• Instructions for the task
What follows is a block of records; reproduce all of it verbatim.

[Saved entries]
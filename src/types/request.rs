//! Run requests and their builder
//!
//! A [`RunRequest`] is everything the driver needs to launch one child:
//! argv, the prompt rules to answer, and optional process environment.

use std::collections::HashMap;
use std::path::PathBuf;

use super::rule::PromptRule;

// ============================================================================
// Run Request
// ============================================================================

/// One child invocation plus the prompts to answer while it runs
#[derive(Debug, Clone, Default)]
pub struct RunRequest {
    /// Program followed by its arguments
    pub argv: Vec<String>,
    /// Prompt rules, evaluated in order against every stdout line
    pub rules: Vec<PromptRule>,
    /// Working directory for the child
    pub cwd: Option<PathBuf>,
    /// Extra environment variables, added on top of the inherited environment
    pub env: HashMap<String, String>,
}

impl RunRequest {
    /// Create a request from argv and rules
    pub fn new<I, S>(argv: I, rules: Vec<PromptRule>) -> Self
    where
        I: IntoIterator<Item = S>,
        S: Into<String>,
    {
        Self {
            argv: argv.into_iter().map(Into::into).collect(),
            rules,
            ..Self::default()
        }
    }

    /// Create a new builder for `RunRequest`
    pub fn builder<I, S>(argv: I) -> RunRequestBuilder
    where
        I: IntoIterator<Item = S>,
        S: Into<String>,
    {
        RunRequestBuilder {
            request: Self::new(argv, Vec::new()),
        }
    }

    /// Program name (argv[0]), empty if argv is empty
    #[must_use]
    pub fn program(&self) -> &str {
        self.argv.first().map_or("", String::as_str)
    }

    /// Arguments after the program name
    #[must_use]
    pub fn args(&self) -> &[String] {
        self.argv.get(1..).unwrap_or_default()
    }
}

// ============================================================================
// Builder for RunRequest
// ============================================================================

/// Builder for `RunRequest`
#[derive(Debug)]
pub struct RunRequestBuilder {
    request: RunRequest,
}

impl RunRequestBuilder {
    /// Add a prompt rule
    #[must_use]
    pub fn rule(mut self, rule: PromptRule) -> Self {
        self.request.rules.push(rule);
        self
    }

    /// Add a substring rule answering `needle` with `response`
    #[must_use]
    pub fn answer<I, S>(self, needle: impl Into<String>, response: I) -> Self
    where
        I: IntoIterator<Item = S>,
        S: Into<String>,
    {
        self.rule(PromptRule::contains(needle, response))
    }

    /// Set working directory
    #[must_use]
    pub fn cwd(mut self, path: impl Into<PathBuf>) -> Self {
        self.request.cwd = Some(path.into());
        self
    }

    /// Add an environment variable
    #[must_use]
    pub fn env(mut self, key: impl Into<String>, value: impl Into<String>) -> Self {
        self.request.env.insert(key.into(), value.into());
        self
    }

    /// Build the request
    #[must_use]
    pub fn build(self) -> RunRequest {
        self.request
    }
}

• Output for this exercise
filename src/types/request.rs
//! Run requests and their builder
//!
//! A [`RunRequest`] is everything the driver needs to launch one child:
//! argv, the prompt rules to answer, and optional process environment.

use std::collections::HashMap;
use std::path::PathBuf;

use super::rule::PromptRule;

// ============================================================================
// Run Request
// ============================================================================

/// One child invocation plus the prompts to answer while it runs
#[derive(Debug, Clone, Default)]
pub struct RunRequest {
    /// Program followed by its arguments
    pub argv: Vec<String>,
    /// Prompt rules, evaluated in order against every stdout line
    pub rules: Vec<PromptRule>,
    /// Working directory for the child
    pub cwd: Option<PathBuf>,
    /// Extra environment variables, added on top of the inherited environment
    pub env: HashMap<String, String>,
}

impl RunRequest {
    /// Create a request from argv and rules
    pub fn new<I, S>(argv: I, rules: Vec<PromptRule>) -> Self
    where
        I: IntoIterator<Item = S>,
        S: Into<String>,
    {
        Self {
            argv: argv.into_iter().map(Into::into).collect(),
            rules,
            ..Self::default()
        }
    }

    /// Create a new builder for `RunRequest`
    pub fn builder<I, S>(argv: I) -> RunRequestBuilder
    where
        I: IntoIterator<Item = S>,
        S: Into<String>,
    {
        RunRequestBuilder {
            request: Self::new(argv, Vec::new()),
        }
    }

    /// Program name (argv[0]), empty if argv is empty
    #[must_use]
    pub fn program(&self) -> &str {
        self.argv.first().map_or("", String::as_str)
    }

    /// Arguments after the program name
    #[must_use]
    pub fn args(&self) -> &[String] {
        self.argv.get(1..).unwrap_or_default()
    }
}

// ============================================================================
// Builder for RunRequest
// ============================================================================

/// Builder for `RunRequest`
#[derive(Debug)]
pub struct RunRequestBuilder {
    request: RunRequest,
}

impl RunRequestBuilder {
    /// Add a prompt rule
    #[must_use]
    pub fn rule(mut self, rule: PromptRule) -> Self {
        self.request.rules.push(rule);
        self
    }

    /// Add a substring rule answering `needle` with `response`
    #[must_use]
    pub fn answer<I, S>(self, needle: impl Into<String>, response: I) -> Self
    where
        I: IntoIterator<Item = S>,
        S: Into<String>,
    {
        self.rule(PromptRule::contains(needle, response))
    }

    /// Set working directory
    #[must_use]
    pub fn cwd(mut self, path: impl Into<PathBuf>) -> Self {
        self.request.cwd = Some(path.into());
        self
    }

    /// Add an environment variable
    #[must_use]
    pub fn env(mut self, key: impl Into<String>, value: impl Into<String>) -> Self {
        self.request.env.insert(key.into(), value.into());
        self
    }

    /// Build the request
    #[must_use]
    pub fn build(self) -> RunRequest {
        self.request
    }
}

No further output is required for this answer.